*Raw data*.
==================================================

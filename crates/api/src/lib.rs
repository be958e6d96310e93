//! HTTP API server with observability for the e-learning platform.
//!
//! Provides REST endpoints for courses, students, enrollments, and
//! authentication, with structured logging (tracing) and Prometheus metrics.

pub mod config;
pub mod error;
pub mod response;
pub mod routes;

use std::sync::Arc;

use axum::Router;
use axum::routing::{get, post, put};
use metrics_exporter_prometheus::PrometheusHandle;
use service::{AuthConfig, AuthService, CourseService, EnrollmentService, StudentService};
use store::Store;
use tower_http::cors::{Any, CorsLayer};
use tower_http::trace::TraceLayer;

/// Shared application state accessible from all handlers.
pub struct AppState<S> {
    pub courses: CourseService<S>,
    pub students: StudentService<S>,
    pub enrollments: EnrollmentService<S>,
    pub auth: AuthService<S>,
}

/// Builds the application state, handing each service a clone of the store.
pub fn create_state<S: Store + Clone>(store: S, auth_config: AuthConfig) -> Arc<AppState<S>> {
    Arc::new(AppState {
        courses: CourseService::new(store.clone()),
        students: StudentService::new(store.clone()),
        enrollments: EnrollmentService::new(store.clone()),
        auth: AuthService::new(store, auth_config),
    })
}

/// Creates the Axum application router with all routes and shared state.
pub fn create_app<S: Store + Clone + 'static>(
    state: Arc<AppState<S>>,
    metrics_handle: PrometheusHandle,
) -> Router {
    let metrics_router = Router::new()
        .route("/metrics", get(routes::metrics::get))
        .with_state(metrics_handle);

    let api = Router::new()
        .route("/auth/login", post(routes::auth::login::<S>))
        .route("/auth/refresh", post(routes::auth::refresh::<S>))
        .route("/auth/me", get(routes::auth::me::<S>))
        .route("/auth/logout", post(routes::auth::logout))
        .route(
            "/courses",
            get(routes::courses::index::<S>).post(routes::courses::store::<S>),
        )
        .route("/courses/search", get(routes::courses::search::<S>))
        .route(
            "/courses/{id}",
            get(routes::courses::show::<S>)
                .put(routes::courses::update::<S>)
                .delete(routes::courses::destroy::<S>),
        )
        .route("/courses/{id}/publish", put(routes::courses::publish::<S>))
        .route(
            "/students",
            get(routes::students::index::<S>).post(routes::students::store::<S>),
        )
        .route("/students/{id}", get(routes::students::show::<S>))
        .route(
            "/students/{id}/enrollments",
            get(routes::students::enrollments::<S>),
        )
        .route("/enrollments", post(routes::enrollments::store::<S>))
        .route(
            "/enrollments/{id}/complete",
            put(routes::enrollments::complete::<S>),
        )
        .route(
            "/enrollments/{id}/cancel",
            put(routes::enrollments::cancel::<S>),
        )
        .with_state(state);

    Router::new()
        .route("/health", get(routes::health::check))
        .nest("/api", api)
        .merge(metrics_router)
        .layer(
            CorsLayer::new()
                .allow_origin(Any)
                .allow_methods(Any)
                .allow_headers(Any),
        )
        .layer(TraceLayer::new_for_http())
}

==================================================

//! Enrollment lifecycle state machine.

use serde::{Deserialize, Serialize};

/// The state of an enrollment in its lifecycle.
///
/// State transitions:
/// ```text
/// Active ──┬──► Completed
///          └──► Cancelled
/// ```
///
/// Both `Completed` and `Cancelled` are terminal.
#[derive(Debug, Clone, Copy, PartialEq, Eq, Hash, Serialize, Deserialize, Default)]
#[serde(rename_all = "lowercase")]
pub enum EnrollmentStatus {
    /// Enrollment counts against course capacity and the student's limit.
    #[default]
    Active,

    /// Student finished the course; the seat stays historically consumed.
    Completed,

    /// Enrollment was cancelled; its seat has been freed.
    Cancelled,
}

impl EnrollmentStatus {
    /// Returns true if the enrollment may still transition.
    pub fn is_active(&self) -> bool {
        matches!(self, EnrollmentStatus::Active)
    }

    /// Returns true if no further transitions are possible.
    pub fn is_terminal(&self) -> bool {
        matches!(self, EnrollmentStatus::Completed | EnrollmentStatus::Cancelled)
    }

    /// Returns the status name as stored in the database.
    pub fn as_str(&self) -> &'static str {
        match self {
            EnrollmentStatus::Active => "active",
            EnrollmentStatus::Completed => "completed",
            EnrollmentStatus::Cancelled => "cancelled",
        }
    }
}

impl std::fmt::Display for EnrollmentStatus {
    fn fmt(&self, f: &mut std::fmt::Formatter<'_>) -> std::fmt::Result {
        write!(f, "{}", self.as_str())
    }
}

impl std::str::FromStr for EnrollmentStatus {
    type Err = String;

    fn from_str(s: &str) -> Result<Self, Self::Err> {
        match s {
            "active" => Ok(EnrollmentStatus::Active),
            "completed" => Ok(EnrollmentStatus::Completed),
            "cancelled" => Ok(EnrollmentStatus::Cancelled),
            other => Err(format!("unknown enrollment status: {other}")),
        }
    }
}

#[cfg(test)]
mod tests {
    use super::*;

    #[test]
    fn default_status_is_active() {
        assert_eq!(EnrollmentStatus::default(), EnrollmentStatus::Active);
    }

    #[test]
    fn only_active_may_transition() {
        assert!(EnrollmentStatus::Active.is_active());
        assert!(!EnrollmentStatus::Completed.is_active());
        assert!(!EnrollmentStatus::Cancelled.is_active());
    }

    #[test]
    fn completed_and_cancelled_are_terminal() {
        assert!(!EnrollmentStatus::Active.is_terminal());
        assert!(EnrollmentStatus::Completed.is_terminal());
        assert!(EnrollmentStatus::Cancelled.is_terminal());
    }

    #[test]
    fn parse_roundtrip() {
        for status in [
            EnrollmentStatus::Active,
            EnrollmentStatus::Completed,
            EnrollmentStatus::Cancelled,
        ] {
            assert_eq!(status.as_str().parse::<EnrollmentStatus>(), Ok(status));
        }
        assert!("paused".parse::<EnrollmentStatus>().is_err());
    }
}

==================================================

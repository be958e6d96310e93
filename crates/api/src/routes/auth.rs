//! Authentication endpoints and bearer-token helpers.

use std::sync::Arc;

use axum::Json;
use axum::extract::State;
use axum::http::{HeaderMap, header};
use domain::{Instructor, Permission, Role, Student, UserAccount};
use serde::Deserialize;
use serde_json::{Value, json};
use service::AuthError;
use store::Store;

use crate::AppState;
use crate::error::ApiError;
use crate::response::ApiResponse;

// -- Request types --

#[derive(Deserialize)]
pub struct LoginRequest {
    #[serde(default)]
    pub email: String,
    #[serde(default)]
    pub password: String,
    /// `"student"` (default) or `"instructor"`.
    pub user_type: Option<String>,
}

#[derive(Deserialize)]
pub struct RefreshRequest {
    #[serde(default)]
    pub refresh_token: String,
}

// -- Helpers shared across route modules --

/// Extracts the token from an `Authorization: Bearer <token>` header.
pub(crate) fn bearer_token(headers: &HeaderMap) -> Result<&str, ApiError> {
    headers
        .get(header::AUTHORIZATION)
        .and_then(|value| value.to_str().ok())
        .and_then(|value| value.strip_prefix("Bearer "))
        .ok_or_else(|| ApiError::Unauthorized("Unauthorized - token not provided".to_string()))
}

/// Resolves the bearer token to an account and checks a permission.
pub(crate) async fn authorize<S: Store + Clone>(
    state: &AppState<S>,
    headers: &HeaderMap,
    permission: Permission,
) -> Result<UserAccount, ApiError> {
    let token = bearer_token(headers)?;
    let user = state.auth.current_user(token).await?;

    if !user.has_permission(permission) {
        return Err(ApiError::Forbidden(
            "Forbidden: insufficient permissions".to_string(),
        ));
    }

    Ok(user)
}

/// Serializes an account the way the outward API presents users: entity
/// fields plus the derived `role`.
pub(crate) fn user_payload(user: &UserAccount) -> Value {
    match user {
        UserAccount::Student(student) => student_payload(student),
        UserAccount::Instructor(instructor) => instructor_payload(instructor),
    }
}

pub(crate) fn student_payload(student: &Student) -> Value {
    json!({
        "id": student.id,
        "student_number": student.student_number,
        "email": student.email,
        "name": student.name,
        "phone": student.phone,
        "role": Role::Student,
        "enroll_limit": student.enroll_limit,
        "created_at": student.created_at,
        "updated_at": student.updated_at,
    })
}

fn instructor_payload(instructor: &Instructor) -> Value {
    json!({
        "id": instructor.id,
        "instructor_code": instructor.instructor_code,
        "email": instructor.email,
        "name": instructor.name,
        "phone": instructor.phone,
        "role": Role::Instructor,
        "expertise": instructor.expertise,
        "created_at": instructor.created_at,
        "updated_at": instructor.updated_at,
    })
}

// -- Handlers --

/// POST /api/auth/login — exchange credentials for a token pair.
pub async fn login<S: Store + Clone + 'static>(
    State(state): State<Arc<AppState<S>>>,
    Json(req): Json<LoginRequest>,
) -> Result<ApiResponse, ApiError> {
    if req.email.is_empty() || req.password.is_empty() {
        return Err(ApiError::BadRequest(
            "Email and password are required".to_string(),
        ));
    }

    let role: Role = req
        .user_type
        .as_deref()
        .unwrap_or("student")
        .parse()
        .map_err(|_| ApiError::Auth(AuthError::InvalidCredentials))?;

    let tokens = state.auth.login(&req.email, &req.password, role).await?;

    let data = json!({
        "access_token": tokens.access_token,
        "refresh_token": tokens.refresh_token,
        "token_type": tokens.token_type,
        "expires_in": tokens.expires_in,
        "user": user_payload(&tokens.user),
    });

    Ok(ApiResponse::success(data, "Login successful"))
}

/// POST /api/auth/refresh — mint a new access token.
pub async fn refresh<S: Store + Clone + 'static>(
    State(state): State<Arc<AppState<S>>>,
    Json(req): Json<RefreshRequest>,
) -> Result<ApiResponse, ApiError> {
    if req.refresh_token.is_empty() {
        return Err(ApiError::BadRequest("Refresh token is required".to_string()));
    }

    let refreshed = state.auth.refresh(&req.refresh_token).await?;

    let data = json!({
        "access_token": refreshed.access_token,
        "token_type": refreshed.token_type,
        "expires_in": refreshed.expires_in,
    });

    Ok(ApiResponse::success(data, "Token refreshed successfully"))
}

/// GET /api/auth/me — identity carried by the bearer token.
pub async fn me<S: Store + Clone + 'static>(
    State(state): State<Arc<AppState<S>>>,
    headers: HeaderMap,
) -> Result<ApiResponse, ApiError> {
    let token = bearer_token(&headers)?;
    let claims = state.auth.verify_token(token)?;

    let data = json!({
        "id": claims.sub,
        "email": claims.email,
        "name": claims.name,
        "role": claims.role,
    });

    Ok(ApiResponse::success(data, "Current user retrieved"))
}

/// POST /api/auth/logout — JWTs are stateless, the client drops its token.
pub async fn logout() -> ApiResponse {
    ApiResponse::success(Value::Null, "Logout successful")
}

==================================================

*What to produce*. The answer must consist of every line from the data that holds the string "Forbidden".

*Answer to this task*.
        return Err(ApiError::Forbidden(
            "Forbidden: insufficient permissions".to_string(),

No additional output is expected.